----- SUPPLIED DATA

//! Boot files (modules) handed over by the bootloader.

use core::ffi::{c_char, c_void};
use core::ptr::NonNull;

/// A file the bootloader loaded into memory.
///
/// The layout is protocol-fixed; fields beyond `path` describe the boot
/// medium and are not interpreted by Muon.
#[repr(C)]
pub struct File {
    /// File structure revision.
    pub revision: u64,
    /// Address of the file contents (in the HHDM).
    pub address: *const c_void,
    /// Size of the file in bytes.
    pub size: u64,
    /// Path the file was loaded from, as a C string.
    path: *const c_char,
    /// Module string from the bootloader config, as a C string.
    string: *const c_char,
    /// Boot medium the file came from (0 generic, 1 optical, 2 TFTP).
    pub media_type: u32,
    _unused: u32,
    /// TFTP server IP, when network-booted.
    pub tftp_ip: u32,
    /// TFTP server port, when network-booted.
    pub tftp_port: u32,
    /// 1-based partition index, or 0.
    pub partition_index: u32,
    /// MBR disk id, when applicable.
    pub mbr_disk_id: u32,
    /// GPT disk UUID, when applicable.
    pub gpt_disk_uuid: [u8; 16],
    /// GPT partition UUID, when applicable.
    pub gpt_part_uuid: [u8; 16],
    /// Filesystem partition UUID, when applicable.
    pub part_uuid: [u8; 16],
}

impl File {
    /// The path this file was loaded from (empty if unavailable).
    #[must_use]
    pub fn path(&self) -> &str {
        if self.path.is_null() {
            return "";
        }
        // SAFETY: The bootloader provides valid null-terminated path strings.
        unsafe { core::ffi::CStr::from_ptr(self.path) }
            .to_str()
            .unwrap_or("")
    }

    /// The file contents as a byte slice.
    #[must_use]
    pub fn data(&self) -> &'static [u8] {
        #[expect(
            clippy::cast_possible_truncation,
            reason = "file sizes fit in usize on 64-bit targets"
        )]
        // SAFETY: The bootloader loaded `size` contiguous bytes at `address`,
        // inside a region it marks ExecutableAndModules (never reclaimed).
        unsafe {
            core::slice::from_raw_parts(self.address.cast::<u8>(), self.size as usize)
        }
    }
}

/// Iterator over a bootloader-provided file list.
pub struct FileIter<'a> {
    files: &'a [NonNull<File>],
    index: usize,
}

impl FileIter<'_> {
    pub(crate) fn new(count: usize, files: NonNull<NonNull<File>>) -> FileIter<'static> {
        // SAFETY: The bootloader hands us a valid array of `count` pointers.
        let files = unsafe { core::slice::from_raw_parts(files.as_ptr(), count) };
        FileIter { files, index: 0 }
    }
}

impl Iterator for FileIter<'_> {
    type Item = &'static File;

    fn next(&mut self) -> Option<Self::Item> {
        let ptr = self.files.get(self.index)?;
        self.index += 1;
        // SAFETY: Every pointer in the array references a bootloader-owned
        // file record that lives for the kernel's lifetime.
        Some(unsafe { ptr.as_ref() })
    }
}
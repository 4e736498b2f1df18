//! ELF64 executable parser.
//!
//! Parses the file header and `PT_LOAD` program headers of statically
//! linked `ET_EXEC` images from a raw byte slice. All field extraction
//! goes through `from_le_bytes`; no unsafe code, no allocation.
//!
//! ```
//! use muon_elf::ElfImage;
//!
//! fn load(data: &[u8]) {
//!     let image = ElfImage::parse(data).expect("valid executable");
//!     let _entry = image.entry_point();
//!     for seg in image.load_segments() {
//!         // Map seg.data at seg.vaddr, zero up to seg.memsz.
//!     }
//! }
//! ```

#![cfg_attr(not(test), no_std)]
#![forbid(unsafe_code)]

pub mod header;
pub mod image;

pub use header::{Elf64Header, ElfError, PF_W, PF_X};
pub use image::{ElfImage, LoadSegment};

----------
----- SUPPLIED DATA

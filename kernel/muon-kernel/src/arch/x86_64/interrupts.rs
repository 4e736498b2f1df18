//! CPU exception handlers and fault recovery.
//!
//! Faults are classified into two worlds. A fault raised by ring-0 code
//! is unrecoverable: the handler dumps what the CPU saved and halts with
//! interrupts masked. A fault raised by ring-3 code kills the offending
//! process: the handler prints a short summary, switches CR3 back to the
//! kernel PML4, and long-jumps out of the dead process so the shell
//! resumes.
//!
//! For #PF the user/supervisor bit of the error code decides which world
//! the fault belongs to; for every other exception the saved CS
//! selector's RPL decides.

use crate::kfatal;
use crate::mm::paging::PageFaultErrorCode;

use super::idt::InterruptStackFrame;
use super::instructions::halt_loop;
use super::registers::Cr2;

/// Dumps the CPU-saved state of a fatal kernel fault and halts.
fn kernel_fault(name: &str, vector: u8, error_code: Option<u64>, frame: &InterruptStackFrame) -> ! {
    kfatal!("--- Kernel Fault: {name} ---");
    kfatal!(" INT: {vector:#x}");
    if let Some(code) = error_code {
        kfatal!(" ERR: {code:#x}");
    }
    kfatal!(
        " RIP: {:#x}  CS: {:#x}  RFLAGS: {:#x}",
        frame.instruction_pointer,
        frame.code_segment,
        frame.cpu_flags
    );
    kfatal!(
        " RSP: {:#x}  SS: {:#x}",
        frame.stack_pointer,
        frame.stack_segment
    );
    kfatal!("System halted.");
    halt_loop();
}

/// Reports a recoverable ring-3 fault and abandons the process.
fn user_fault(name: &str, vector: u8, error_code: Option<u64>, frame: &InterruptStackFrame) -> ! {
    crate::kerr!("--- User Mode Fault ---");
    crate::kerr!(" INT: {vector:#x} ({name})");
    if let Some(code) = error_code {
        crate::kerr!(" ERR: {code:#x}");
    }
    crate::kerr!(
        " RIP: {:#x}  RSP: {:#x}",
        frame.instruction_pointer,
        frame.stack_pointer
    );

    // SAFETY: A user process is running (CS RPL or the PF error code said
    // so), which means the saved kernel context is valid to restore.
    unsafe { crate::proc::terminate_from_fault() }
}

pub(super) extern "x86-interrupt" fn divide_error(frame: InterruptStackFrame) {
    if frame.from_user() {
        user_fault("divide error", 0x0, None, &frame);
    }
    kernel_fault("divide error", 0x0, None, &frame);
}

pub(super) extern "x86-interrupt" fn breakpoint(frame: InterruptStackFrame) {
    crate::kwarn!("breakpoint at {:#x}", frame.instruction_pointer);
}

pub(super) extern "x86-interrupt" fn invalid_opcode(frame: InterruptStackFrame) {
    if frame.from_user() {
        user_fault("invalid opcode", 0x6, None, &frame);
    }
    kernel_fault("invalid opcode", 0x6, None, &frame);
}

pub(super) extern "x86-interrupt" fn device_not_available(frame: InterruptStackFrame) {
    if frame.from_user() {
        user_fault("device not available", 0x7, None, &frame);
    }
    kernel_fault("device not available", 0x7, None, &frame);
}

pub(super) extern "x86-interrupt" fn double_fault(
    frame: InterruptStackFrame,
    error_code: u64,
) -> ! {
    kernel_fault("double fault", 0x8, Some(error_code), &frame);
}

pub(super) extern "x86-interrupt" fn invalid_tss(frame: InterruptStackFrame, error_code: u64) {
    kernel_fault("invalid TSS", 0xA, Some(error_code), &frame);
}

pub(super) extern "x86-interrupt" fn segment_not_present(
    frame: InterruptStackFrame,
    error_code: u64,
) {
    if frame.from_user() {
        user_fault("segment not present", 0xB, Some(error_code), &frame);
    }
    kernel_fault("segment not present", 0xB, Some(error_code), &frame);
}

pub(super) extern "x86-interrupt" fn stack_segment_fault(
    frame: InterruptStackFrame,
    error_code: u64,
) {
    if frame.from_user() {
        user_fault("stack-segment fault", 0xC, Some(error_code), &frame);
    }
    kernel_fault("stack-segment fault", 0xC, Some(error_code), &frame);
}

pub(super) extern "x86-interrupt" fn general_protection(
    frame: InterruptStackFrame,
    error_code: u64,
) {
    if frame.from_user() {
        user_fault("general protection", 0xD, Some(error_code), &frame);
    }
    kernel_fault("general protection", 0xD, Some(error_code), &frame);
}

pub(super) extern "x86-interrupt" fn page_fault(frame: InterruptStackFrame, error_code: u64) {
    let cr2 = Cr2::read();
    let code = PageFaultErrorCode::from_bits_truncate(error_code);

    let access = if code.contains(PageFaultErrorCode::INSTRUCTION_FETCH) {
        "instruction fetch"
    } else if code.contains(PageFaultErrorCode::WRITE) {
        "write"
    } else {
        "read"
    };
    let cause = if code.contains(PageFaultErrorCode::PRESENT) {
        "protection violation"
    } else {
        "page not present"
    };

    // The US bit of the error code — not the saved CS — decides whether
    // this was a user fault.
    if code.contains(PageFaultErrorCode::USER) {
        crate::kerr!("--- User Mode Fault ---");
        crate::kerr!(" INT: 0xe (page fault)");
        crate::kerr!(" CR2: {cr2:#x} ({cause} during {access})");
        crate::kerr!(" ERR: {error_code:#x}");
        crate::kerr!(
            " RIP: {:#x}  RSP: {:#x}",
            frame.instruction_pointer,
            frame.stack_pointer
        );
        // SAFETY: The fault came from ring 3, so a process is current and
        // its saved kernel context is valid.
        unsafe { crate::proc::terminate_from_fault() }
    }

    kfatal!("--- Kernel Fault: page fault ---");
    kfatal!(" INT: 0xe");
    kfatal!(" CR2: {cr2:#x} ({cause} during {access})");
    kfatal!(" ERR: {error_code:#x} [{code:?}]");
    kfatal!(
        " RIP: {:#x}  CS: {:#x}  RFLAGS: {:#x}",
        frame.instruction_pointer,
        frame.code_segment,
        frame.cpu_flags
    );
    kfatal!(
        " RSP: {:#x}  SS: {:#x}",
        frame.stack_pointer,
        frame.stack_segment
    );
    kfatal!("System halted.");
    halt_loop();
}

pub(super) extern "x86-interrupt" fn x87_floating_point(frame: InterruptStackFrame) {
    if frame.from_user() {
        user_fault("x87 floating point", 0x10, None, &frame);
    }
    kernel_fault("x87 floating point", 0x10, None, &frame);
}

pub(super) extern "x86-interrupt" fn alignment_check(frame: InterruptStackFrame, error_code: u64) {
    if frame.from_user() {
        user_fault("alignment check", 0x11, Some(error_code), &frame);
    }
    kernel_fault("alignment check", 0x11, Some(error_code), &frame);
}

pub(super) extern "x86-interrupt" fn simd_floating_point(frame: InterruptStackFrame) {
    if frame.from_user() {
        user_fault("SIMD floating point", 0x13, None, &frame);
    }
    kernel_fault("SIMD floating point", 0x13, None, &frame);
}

----------
----- SUPPLIED DATA

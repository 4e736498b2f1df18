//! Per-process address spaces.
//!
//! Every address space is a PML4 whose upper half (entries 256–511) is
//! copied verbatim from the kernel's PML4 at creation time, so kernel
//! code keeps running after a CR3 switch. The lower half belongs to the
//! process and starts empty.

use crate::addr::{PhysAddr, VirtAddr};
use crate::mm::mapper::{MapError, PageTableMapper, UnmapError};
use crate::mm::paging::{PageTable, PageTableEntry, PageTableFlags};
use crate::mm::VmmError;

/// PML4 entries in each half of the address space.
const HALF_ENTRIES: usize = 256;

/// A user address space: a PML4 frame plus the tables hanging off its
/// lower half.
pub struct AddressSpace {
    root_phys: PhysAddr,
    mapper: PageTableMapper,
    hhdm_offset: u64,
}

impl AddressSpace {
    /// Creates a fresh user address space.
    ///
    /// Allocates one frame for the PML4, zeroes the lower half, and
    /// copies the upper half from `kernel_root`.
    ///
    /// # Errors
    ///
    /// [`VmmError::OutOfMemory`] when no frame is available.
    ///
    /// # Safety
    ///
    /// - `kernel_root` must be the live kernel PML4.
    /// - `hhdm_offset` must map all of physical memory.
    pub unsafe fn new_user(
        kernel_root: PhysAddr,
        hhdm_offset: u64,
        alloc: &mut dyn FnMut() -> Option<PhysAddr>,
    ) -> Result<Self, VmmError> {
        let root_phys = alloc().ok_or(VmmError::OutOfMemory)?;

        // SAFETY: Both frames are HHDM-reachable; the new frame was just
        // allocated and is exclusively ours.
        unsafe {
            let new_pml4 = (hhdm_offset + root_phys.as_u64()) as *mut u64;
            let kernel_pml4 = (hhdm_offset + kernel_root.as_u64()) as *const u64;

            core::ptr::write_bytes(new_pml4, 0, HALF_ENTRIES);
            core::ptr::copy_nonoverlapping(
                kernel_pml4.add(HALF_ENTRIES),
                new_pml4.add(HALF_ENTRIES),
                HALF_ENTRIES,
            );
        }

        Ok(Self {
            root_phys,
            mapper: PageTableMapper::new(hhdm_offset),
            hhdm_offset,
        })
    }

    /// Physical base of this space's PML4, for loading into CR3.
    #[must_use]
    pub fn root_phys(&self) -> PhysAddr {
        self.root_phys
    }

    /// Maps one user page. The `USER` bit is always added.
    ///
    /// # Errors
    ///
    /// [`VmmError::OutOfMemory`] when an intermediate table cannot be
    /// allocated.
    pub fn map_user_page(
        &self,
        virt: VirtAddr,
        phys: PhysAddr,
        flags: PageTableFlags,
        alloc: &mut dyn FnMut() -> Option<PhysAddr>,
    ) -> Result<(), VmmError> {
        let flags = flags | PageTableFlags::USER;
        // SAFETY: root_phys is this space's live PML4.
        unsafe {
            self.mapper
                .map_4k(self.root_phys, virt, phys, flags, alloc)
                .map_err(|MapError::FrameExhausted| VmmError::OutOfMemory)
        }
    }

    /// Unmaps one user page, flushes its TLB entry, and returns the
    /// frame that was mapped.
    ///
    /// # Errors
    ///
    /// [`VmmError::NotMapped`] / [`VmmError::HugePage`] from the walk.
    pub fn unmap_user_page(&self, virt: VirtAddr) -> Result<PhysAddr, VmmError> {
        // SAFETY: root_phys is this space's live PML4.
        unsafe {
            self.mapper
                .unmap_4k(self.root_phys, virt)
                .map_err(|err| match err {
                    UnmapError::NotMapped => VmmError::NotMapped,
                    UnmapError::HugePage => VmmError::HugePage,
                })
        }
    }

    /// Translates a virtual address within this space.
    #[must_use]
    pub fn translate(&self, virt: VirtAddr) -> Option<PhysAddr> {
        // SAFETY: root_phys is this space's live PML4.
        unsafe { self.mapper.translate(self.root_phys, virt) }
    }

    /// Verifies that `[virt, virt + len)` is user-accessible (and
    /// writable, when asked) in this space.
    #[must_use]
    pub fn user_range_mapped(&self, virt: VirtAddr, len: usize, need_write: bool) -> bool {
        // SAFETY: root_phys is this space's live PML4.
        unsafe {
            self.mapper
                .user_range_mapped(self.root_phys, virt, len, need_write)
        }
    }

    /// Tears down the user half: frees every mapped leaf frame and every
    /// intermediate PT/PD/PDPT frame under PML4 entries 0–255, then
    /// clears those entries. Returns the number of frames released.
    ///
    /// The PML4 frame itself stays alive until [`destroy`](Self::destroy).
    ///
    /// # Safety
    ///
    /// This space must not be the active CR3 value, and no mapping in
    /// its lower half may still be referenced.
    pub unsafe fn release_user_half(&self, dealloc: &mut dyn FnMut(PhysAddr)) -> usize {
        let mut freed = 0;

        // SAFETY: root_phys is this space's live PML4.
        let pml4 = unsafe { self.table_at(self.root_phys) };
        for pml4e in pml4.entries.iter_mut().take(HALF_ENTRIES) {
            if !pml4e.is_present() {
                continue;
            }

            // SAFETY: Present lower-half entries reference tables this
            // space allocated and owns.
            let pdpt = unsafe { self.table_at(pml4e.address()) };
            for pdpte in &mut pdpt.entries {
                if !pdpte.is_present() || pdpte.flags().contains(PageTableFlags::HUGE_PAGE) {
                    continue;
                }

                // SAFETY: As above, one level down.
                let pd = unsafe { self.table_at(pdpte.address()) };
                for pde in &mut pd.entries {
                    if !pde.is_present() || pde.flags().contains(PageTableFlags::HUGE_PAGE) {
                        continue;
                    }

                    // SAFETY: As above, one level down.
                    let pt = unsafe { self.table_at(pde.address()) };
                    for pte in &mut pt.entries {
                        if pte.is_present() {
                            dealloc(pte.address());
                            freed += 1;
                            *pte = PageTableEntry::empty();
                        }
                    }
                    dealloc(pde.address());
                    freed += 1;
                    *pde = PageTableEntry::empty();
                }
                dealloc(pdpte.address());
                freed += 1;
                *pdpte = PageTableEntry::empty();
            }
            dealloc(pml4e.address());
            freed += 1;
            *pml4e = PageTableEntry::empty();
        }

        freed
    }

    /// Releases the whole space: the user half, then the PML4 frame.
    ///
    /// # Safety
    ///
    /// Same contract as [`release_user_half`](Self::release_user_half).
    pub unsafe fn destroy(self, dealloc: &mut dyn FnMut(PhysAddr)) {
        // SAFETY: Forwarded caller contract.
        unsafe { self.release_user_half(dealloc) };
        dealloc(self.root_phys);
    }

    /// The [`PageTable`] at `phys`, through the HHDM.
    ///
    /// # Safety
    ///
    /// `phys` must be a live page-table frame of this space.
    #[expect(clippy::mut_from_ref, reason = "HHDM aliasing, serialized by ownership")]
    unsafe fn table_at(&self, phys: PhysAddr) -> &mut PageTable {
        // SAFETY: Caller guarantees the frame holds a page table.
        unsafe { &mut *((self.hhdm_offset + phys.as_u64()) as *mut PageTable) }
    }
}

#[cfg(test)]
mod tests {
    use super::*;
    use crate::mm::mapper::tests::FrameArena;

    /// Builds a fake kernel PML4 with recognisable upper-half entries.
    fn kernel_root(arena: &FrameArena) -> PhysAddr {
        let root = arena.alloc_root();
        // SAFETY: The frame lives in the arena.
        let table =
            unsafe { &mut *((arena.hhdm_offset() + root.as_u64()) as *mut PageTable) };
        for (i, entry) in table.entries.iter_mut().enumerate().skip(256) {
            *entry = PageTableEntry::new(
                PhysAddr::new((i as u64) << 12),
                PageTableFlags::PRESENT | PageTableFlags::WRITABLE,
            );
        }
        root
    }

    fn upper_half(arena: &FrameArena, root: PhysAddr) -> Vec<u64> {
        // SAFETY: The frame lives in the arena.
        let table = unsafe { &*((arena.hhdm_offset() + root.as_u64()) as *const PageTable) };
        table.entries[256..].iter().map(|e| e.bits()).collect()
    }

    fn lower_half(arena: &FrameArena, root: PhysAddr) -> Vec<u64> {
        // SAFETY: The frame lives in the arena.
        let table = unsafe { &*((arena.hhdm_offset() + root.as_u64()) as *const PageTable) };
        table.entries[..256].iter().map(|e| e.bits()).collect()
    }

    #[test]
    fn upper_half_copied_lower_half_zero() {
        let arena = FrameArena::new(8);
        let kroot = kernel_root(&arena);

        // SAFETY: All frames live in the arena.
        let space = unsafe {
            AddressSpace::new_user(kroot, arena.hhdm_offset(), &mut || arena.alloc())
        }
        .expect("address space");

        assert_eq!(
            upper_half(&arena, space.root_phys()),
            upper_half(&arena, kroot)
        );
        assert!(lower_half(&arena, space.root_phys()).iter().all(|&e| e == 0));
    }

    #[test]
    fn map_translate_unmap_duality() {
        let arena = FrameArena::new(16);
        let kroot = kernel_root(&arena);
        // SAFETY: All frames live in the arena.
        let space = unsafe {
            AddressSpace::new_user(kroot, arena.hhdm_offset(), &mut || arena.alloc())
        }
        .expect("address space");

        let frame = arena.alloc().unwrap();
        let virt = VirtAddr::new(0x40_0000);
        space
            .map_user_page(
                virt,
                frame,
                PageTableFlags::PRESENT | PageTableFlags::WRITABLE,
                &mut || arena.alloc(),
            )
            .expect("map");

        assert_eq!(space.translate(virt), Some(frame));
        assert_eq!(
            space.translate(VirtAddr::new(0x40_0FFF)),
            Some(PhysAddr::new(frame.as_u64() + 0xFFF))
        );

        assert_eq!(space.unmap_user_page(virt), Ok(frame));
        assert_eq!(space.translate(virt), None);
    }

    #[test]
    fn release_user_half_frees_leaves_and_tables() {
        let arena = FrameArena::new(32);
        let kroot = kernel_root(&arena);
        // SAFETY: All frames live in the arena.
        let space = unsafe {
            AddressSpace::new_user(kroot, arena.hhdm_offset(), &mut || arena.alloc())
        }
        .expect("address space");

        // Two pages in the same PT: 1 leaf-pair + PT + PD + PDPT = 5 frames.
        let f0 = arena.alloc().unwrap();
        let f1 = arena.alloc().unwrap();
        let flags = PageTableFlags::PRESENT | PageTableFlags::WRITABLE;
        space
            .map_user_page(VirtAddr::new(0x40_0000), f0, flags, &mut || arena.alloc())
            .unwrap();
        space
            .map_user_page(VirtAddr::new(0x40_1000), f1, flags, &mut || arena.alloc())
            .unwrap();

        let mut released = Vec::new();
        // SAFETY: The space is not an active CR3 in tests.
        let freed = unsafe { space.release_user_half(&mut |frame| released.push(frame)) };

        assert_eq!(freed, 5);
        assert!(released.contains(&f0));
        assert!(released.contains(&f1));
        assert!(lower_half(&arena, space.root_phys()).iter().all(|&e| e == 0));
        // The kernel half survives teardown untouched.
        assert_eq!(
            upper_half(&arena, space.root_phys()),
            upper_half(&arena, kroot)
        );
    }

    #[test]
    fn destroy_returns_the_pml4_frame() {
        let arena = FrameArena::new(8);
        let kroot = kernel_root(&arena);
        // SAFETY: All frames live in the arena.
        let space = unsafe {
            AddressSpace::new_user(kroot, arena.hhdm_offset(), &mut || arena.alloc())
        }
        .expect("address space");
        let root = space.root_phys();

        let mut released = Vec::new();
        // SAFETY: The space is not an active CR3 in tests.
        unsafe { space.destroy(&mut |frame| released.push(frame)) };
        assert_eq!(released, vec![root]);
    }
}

----------

▸ ACTIVITY
Look above for the line with "a page table." and the line with "let root = arena.alloc_root();". Write out those two lines and all the lines between them, exactly, and no others.

▸ SOLUTION BELOW
        // SAFETY: Caller guarantees the frame holds a page table.
        unsafe { &mut *((self.hhdm_offset + phys.as_u64()) as *mut PageTable) }
    }
}

#[cfg(test)]
mod tests {
    use super::*;
    use crate::mm::mapper::tests::FrameArena;

    /// Builds a fake kernel PML4 with recognisable upper-half entries.
    fn kernel_root(arena: &FrameArena) -> PhysAddr {
        let root = arena.alloc_root();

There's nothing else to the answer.